** Exercise requirements **
When a line in the data below includes "RgbImage", pick it out and copy it.

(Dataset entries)
Segment Open
#[cfg(test)]
mod tests {
    use super::*;
    use crate::core::frame_source::{DirFrameSource, RetirePolicy};
    use std::collections::VecDeque;
    use std::path::Path;
    use std::sync::Mutex;
    use std::time::Instant;

    fn settings(fps: u32) -> PlayerSettings {
        PlayerSettings {
            fps,
            requested: Requested::default(),
            window: (4, 4),
            samples: 5,
            info_bar: false,
            duration: None,
            seek_step: 5.0,
        }
    }

    fn write_frames(dir: &Path, count: u64) {
        for i in 1..=count {
            let shade = (i * 20) as u8;
            image::RgbImage::from_pixel(4, 4, image::Rgb([shade, 0, 255 - shade]))
                .save(dir.join(format!("frame{}.bmp", i)))
                .unwrap();
        }
    }

    /// Records which indices came back `Ready`, and when.
    struct Recording<S> {
        inner: S,
        shown: Arc<Mutex<Vec<(u64, Instant)>>>,
    }

    impl<S: FrameSource> FrameSource for Recording<S> {
        fn next_frame(&mut self, index: u64) -> Result<FrameStatus> {
            let status = self.inner.next_frame(index)?;
            if matches!(status, FrameStatus::Ready(_)) {
                self.shown.lock().unwrap().push((index, Instant::now()));
            }
            Ok(status)
        }
    }

    fn indices(shown: &Mutex<Vec<(u64, Instant)>>) -> Vec<u64> {
        shown.lock().unwrap().iter().map(|(index, _)| *index).collect()
    }

    #[derive(Default, Clone)]
    struct FakeAudio {
        calls: Arc<Mutex<Vec<String>>>,
    }

    impl AudioTrack for FakeAudio {
        fn start(&mut self) -> Result<()> {
            self.calls.lock().unwrap().push("start".into());
            Ok(())
        }
        fn pause(&mut self) {
            self.calls.lock().unwrap().push("pause".into());
        }
        fn resume(&mut self) {
            self.calls.lock().unwrap().push("resume".into());
        }
        fn seek_to(&mut self, position: f64) -> Result<()> {
            self.calls.lock().unwrap().push(format!("seek {}", position.round()));
            Ok(())
        }
        fn stop(&mut self) {
            self.calls.lock().unwrap().push("stop".into());
        }
    }

    fn finished_source(dir: &Path) -> DirFrameSource {
        DirFrameSource::new(dir, "bmp").with_producer(Arc::new(AtomicBool::new(true)))
    }

    #[test]
    fn test_plays_all_frames_in_order() {
        let dir = tempfile::tempdir().unwrap();
        write_frames(dir.path(), 10);
        let shown = Arc::new(Mutex::new(Vec::new()));
        let source = Recording {
            inner: finished_source(dir.path()),
            shown: shown.clone(),
        };

        let mut player = Player::new(settings(2), source, VecDeque::<u8>::new(), Vec::new(), Arc::new(AtomicBool::new(false)));
        let report = player.run().unwrap();
        let ended = Instant::now();

        assert_eq!(report.end, EndReason::EndOfStream);
        assert_eq!(indices(&shown), (1..=10).collect::<Vec<u64>>());
        assert_eq!(report.frames_painted, 10);
        assert_eq!(report.frames_skipped, 0);

        // Frame n is due at n/2 seconds, except frame 1 which holds from 0
        let shown = shown.lock().unwrap();
        let gaps: Vec<f64> = shown
            .windows(2)
            .map(|pair| pair[1].1.duration_since(pair[0].1).as_secs_f64())
            .collect();
        assert!((gaps[0] - 1.0).abs() < 0.15, "gaps {:?}", gaps);
        for gap in &gaps[1..] {
            assert!((gap - 0.5).abs() < 0.15, "gaps {:?}", gaps);
        }
        // Frame 11 is asked for at 5.5s and is absent
        let tail = ended.duration_since(shown[9].1).as_secs_f64();
        assert!((tail - 0.5).abs() < 0.15, "ended {}s after frame 10", tail);
        for i in 1..=10 {
            assert!(!dir.path().join(format!("frame{}.bmp", i)).exists());
        }

        let out = player.into_writer();
        assert!(out.starts_with(b"\x1b[2J"));
        assert!(out.ends_with(b"\x1b[0m"));
    }

    #[test]
    fn test_quit_key() {
        let dir = tempfile::tempdir().unwrap();
        write_frames(dir.path(), 3);
        let input: VecDeque<u8> = b"q".iter().copied().collect();

        let mut player = Player::new(settings(5), finished_source(dir.path()), input, Vec::new(), Arc::new(AtomicBool::new(false)));
        let report = player.run().unwrap();
        assert_eq!(report.end, EndReason::Quit);
        assert_eq!(report.frames_painted, 0);
    }

    #[test]
    fn test_shutdown_flag_interrupts() {
        let dir = tempfile::tempdir().unwrap();
        let source = DirFrameSource::new(dir.path(), "bmp").with_producer(Arc::new(AtomicBool::new(false)));

        let mut player = Player::new(settings(5), source, VecDeque::<u8>::new(), Vec::new(), Arc::new(AtomicBool::new(true)));
        assert_eq!(player.run().unwrap().end, EndReason::Interrupted);
    }

    #[test]
    fn test_transport_drives_audio() {
        let dir = tempfile::tempdir().unwrap();
        write_frames(dir.path(), 3);
        let audio = FakeAudio::default();
        // Replayed after frame 1; the seek lands past the last frame
        let input: VecDeque<u8> = b"  \x1b[C".iter().copied().collect();

        let mut player = Player::new(settings(5), finished_source(dir.path()), input, Vec::new(), Arc::new(AtomicBool::new(false)))
            .with_audio(Box::new(audio.clone()));
        let report = player.run().unwrap();

        assert_eq!(report.end, EndReason::EndOfStream);
        assert_eq!(report.frames_painted, 1);
        assert_eq!(
            *audio.calls.lock().unwrap(),
            vec!["start", "pause", "resume", "seek 5", "stop"]
        );
    }

    #[test]
    fn test_forward_jump_counts_skipped_frames() {
        let dir = tempfile::tempdir().unwrap();
        write_frames(dir.path(), 12);
        let shown = Arc::new(Mutex::new(Vec::new()));
        let source = Recording {
            inner: DirFrameSource::new(dir.path(), "bmp")
                .with_policy(RetirePolicy::Delete)
                .with_producer(Arc::new(AtomicBool::new(true))),
            shown: shown.clone(),
        };
        // Right arrow is replayed as soon as frame 1 is up: 5s at 2fps = frame 10
        let input: VecDeque<u8> = b"\x1b[C".iter().copied().collect();

        let mut player = Player::new(settings(2), source, input, Vec::new(), Arc::new(AtomicBool::new(false)));
        let report = player.run().unwrap();

        let shown = indices(&shown);
        assert_eq!(shown[0], 1);
        assert_eq!(shown[1], 10);
        assert_eq!(report.end, EndReason::EndOfStream);
        assert!(report.frames_skipped >= 8);
    }

    #[test]
    fn test_frames_are_fitted_to_window() {
        let dir = tempfile::tempdir().unwrap();
        image::RgbImage::from_pixel(8, 8, image::Rgb([200, 100, 50]))
            .save(dir.path().join("frame1.bmp"))
            .unwrap();
        let mut config = settings(5);
        config.window = (4, 4);
        config.info_bar = true;
        config.duration = Some(60.0);

        let mut player = Player::new(config, finished_source(dir.path()), VecDeque::<u8>::new(), Vec::new(), Arc::new(AtomicBool::new(false)));
        player.run().unwrap();

        let out = String::from_utf8(player.into_writer()).unwrap();
        // 4x4 picture: 2 character rows, 3 drawable columns each
        assert_eq!(out.matches('▄').count(), 6);
        assert!(!out.contains("\x1b[3;4H"));
        // Info bar on row 3
        assert!(out.contains("\x1b[3;1H"));
        assert!(out.contains("00:00 / 01:00"));
    }
}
Segment Closed
** Result of this task **
            image::RgbImage::from_pixel(4, 4, image::Rgb([shade, 0, 255 - shade]))
        image::RgbImage::from_pixel(8, 8, image::Rgb([200, 100, 50]))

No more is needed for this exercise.